Option 2: Two chemo pills.  More data, more positive data, more success.  Hahm is great, but straight to the point, doesn't sugar-coat it, but does say it with compassion and understanding.  But it was a scary conversation.  These pills have shown success in certain cases, less side effects, and our best option.

We are waiting to hear if my insurance will cover this expensive (of course) pills, if they can be shipped directly to my house (that would be awesome!), and when we can start.

We asked about trials and she said she would send out some feelers, but she hasn't heard of any at this moment.

We left there feeling pretty low, but we had options.  I think we were all in a daze.



Thursday, we saw McLaughlin.  At one point, Jason suggested we not go.  "Do we want to hear the bad news all over again?"  Something told me we should go.  We needed to make sure we asked the "expert" all our questions and hear from him.

We are glad we went.  He gave us more hope.  I will sum up what he said:  The first option is to do nothing.  I would probably have a year left.  (Whew.  That was hard too.)  There are multiple lesions, but are small. I do have a larger one right on my brain stem, but still small.  The lesions are better than they were the last time, but worse because they are back.  He was very encouraged on my appearance and how I looked.  No outward signs of brain swelling.  He said I had responded well to treatments up to now, and doesn't see why it won't happen again.  He said keep living your life and you will do great.  He is the expert.  Sees more cases of this than probably Dr. Hahm and he was so upbeat and hopeful.  The last time he was more matter of the fact.  So I am going to not question why this time he was different and go with it.  Thank you so much, Dr. McLaughlin.
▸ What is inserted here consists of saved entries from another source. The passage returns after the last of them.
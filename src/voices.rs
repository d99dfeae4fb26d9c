// Copyright (C) 2026 Michael Wilson <mike@mdwn.dev>
//
// This program is free software: you can redistribute it and/or modify it under
// the terms of the GNU General Public License as published by the Free Software
// Foundation, version 3.
//
// This program is distributed in the hope that it will be useful, but WITHOUT
// ANY WARRANTY; without even the implied warranty of MERCHANTABILITY or FITNESS
// FOR A PARTICULAR PURPOSE. See the GNU General Public License for more details.
//
// You should have received a copy of the GNU General Public License along with
// this program. If not, see <https://www.gnu.org/licenses/>.
//

//! The voice engine.
//!
//! Keyboards are registered with a timbre, a volume, and a sustain flag. A
//! trigger maps velocity to gain and lowpass cutoff, builds one or two buffer
//! sources (two for crossfade-sustained timbres), and hands them to the
//! mixer. Every trigger gets its own [`VoiceId`] so a scheduled note-off can
//! never silence a newer voice on the same key.

mod engine;
pub mod sustain;
mod voice;

pub use engine::{KeyboardSettings, StateCallback, VoiceEngine};
pub use voice::{VoiceId, VoiceState};
#[cfg(test)]
mod test {
    use std::collections::HashMap;
    use std::thread;

    use super::*;
    use crate::graph::Mixer;
    use crate::store::{SampleStore, TimbreMode};
    use crate::testutil::{self, eventually};
    use crate::timeline::NoteEvent;
    use crate::voices::{KeyboardSettings, VoiceState};

    fn note(start: f64, duration: f64, key: u8) -> NoteEvent {
        NoteEvent {
            start,
            duration,
            key,
            velocity: 0.8,
        }
    }

    fn fixture() -> (TimelineScheduler, Arc<VoiceEngine>) {
        let store = Arc::new(SampleStore::new(44100));
        let mut buffers = HashMap::new();
        for key in [60u8, 64, 67, 72] {
            buffers.insert(key, Arc::new(testutil::decaying_pluck(44100, 3.0)));
        }
        store.insert_timbre_for_test("piano", TimbreMode::Simple, buffers);

        let (mixer, source_tx) = Mixer::new(44100);
        let engine = Arc::new(VoiceEngine::new(store, mixer, source_tx, 256));
        engine.add_keyboard(
            "main",
            KeyboardSettings {
                timbre: "piano".to_string(),
                volume: 1.0,
                sustain: false,
            },
        );

        let scheduler = TimelineScheduler::new(engine.clone(), Arc::new(TimerQueue::new()));
        scheduler.set_keyboard("main");
        (scheduler, engine)
    }

    #[test]
    fn test_play_requires_timeline_and_keyboard() {
        let (scheduler, _engine) = fixture();
        assert_eq!(scheduler.play(), Err(SchedulerError::NoTimeline));

        let store = Arc::new(SampleStore::new(44100));
        let (mixer, source_tx) = Mixer::new(44100);
        let engine = Arc::new(VoiceEngine::new(store, mixer, source_tx, 256));
        let keyboardless = TimelineScheduler::new(engine, Arc::new(TimerQueue::new()));
        keyboardless.load(Timeline::from_notes(vec![note(0.0, 0.1, 60)]));
        assert_eq!(keyboardless.play(), Err(SchedulerError::NoKeyboard));
    }

    #[test]
    fn test_play_triggers_and_releases() {
        let (scheduler, engine) = fixture();
        scheduler.load(Timeline::from_notes(vec![note(0.0, 0.15, 60)]));

        scheduler.play().expect("play");
        assert_eq!(scheduler.phase(), Phase::Playing);

        eventually(
            || engine.active_voice_count("main") == 1,
            "note never triggered",
        );
        eventually(
            || engine.active_voice_count("main") == 0,
            "note never released",
        );
    }

    #[test]
    fn test_pause_holds_and_resume_continues() {
        let (scheduler, engine) = fixture();
        scheduler.load(Timeline::from_notes(vec![
            note(0.0, 1.0, 60),
            note(0.5, 0.2, 64),
        ]));

        scheduler.play().expect("play");
        eventually(
            || engine.active_voice_count("main") == 1,
            "first note never triggered",
        );
        scheduler.pause().expect("pause");
        assert_eq!(scheduler.phase(), Phase::Paused);
        assert_eq!(engine.active_voice_count("main"), 0);

        // The second note must not fire while paused.
        thread::sleep(Duration::from_millis(600));
        assert_eq!(engine.active_voice_count("main"), 0);
        let position = scheduler.position();
        assert!(position < Duration::from_millis(500));

        scheduler.resume().expect("resume");
        // The first note's onset has passed, so it is not replayed.
        assert_eq!(engine.active_voice_count("main"), 0);
        eventually(
            || engine.active_voice_count("main") == 1,
            "second note never triggered",
        );
    }

    #[test]
    fn test_phase_preconditions() {
        let (scheduler, _engine) = fixture();
        scheduler.load(Timeline::from_notes(vec![note(0.0, 0.1, 60)]));

        assert_eq!(scheduler.pause(), Err(SchedulerError::NotPlaying));
        assert_eq!(scheduler.resume(), Err(SchedulerError::NotPaused));

        scheduler.play().expect("play");
        assert_eq!(scheduler.resume(), Err(SchedulerError::NotPaused));
        scheduler.stop();
        assert_eq!(scheduler.phase(), Phase::Idle);
        assert_eq!(scheduler.pause(), Err(SchedulerError::NotPlaying));
    }

    #[test]
    fn test_seek_schedules_only_later_notes() {
        let (scheduler, engine) = fixture();
        let triggered = Arc::new(Mutex::new(Vec::new()));
        {
            let triggered = triggered.clone();
            engine.set_on_voice_state(Box::new(move |_, key, state| {
                if state == VoiceState::SoundingWithSample {
                    triggered.lock().push(key);
                }
            }));
        }
        // One second long in total.
        scheduler.load(Timeline::from_notes(vec![
            note(0.1, 0.1, 60),
            note(0.8, 0.2, 67),
        ]));

        scheduler.seek(0.5).expect("seek");
        assert_eq!(scheduler.phase(), Phase::Playing);
        assert!(scheduler.position() >= Duration::from_millis(500));

        eventually(
            || triggered.lock().contains(&67),
            "later note never triggered",
        );
        assert!(!triggered.lock().contains(&60));
    }

    #[test]
    fn test_stale_note_off_spares_retriggered_voice() {
        let (scheduler, engine) = fixture();
        scheduler.load(Timeline::from_notes(vec![
            note(0.0, 0.2, 60),
            note(0.1, 0.5, 60),
        ]));

        scheduler.play().expect("play");
        // At 0.2 s the first note's off fires, but the key was retriggered
        // at 0.1 s; the newer voice must survive until 0.6 s.
        thread::sleep(Duration::from_millis(350));
        assert_eq!(engine.active_voice_count("main"), 1);
        eventually(
            || engine.active_voice_count("main") == 0,
            "second voice never released",
        );
    }

    fn manual_timeline() -> Timeline {
        Timeline::from_notes(vec![
            note(0.0, 1.0, 60),
            note(0.0, 2.5, 64),
            note(1.0, 1.0, 67),
            note(2.5, 0.5, 72),
        ])
    }

    #[test]
    fn test_manual_step_walkthrough() {
        let (scheduler, engine) = fixture();
        scheduler.load(manual_timeline());
        scheduler.set_manual_mode(true);

        // Step 1 plays the opening chord; nothing is released.
        scheduler.manual_step(100, 1).expect("step");
        assert_eq!(engine.active_voice_count("main"), 2);

        // Step 2 releases the note that ended by t=1 and adds G4.
        scheduler.manual_step(100, 2).expect("step");
        assert_eq!(engine.active_voice_count("main"), 2);

        // Step 3 releases everything ending in (1, 2.5] and adds C5.
        scheduler.manual_step(100, 3).expect("step");
        assert_eq!(engine.active_voice_count("main"), 1);

        // Step 4 wraps: the whole keyboard clears, then the opening chord
        // plays again.
        scheduler.manual_step(100, 4).expect("step");
        assert_eq!(engine.active_voice_count("main"), 2);
    }

    #[test]
    fn test_manual_step_requires_manual_mode() {
        let (scheduler, _engine) = fixture();
        scheduler.load(manual_timeline());
        assert_eq!(
            scheduler.manual_step(100, 1),
            Err(SchedulerError::ManualModeDisabled)
        );
    }

    #[test]
    fn test_manual_release_matches_token() {
        let (scheduler, engine) = fixture();
        scheduler.load(manual_timeline());
        scheduler.set_manual_mode(true);

        scheduler.manual_step(100, 5).expect("step");
        assert_eq!(engine.active_voice_count("main"), 2);

        // A stale token releases nothing.
        scheduler.manual_release(6);
        assert_eq!(engine.active_voice_count("main"), 2);

        // The matching token releases the notes ending before the next step.
        scheduler.manual_release(5);
        assert_eq!(engine.active_voice_count("main"), 1);
    }

    #[test]
    fn test_enabling_manual_mode_stops_playback() {
        let (scheduler, engine) = fixture();
        scheduler.load(Timeline::from_notes(vec![note(0.0, 5.0, 60)]));

        scheduler.play().expect("play");
        eventually(
            || engine.active_voice_count("main") == 1,
            "note never triggered",
        );

        scheduler.set_manual_mode(true);
        assert_eq!(scheduler.phase(), Phase::Idle);
        assert_eq!(engine.active_voice_count("main"), 0);
    }
}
We all walked out of there feeling a little lighter.  We know we have the hardest fight coming, but there is hope.  And hope is all we have had and what has helped us kick it down.



Dr. Hahm said I should not drive in case of a seizure.  We asked McLaughlin and he said he thinks I would be fine around town.  Not at night and no highways.  But he left that decision up to Jason.  He said that if he notices me swaying or my speech is slurring or things just change, then he needs to put a stop to it.  Poor guy.  That's a lot of pressure.  And if you guys notice something, please tell me.  I will not jeopardize myself or my boys.  We have decided that I won't drive until I start the pills and things have settled in just to be safe.  Thankfully, the boys are out of school next week, so we can hole up in the house.

I have received so many messages and offers to help.  I am giving myself today to just be and enjoy my boys.  But tomorrow, I am going to have to sit down and get a schedule going.  I will post again as soon as I know what that looks like.  But I will need some cute taxi drivers, child care when I head to appointments with said cute taxi driver, prayers, grocery help, wheatgrass help, prayers, and probably things I am not thinking about at the moment.

It continues to amaze me the amount of love pouring our way.   This is scary stuff.  The scariest.  And no one wants this in their face to force you to think about it.  Thank you for being brave and walking with me.  I know what it takes and appreciate it more than you know.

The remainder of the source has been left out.